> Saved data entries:
*** Begin section ***

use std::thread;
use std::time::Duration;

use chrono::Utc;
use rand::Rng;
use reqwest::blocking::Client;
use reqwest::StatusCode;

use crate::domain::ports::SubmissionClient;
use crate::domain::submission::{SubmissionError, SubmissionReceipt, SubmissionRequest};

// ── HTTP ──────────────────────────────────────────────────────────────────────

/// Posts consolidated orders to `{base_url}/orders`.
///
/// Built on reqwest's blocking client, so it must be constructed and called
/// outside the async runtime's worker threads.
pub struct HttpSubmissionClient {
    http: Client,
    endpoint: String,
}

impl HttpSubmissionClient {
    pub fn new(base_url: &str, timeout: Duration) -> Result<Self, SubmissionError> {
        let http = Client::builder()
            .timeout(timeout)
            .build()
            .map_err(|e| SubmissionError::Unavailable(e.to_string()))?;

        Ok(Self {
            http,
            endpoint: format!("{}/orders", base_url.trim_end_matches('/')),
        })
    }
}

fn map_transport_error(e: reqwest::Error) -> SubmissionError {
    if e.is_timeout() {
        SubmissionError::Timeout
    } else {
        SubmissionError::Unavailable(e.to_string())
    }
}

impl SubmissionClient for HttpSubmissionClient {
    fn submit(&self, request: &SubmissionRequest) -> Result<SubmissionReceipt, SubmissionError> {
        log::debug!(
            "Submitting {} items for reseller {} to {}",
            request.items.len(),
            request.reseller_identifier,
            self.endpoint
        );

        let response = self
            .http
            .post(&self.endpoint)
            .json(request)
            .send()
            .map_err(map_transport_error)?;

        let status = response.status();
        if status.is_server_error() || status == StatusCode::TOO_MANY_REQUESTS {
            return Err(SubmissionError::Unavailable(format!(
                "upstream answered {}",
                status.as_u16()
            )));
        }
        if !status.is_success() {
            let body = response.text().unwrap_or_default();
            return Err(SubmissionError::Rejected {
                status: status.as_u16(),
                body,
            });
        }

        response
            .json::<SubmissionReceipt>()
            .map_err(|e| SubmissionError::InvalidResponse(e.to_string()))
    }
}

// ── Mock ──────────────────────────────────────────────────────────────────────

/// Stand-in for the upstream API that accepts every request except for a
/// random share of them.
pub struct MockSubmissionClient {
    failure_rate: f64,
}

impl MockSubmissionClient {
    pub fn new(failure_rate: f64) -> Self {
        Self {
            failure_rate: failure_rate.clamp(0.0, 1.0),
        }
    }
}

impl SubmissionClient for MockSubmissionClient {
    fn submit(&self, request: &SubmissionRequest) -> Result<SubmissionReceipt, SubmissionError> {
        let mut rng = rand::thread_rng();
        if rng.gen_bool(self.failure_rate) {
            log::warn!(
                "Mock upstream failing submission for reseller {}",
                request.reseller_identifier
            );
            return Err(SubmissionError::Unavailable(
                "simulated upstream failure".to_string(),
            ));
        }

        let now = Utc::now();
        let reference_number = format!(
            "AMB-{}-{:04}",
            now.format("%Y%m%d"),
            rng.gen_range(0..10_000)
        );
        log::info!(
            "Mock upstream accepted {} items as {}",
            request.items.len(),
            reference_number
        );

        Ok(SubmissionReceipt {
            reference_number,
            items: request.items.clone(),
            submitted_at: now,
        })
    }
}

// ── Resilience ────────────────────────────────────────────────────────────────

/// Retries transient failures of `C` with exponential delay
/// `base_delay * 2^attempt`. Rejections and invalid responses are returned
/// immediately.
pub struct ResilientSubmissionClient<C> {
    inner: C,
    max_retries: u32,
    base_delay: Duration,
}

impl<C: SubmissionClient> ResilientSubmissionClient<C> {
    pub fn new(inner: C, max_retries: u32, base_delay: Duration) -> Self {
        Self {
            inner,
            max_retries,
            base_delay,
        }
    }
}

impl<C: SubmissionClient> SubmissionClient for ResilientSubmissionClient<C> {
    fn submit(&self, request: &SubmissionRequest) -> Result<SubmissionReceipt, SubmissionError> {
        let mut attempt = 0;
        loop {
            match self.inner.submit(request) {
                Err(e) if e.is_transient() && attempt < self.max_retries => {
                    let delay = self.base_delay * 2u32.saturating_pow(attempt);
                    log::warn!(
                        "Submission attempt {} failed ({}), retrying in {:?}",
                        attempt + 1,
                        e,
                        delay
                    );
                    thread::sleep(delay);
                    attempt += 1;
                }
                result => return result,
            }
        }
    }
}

*** End section ***

> Exercise:
From the entries above, show each line that includes the string "reqwest".

> Written answer:
use reqwest::blocking::Client;
use reqwest::StatusCode;
/// Built on reqwest's blocking client, so it must be constructed and called
fn map_transport_error(e: reqwest::Error) -> SubmissionError {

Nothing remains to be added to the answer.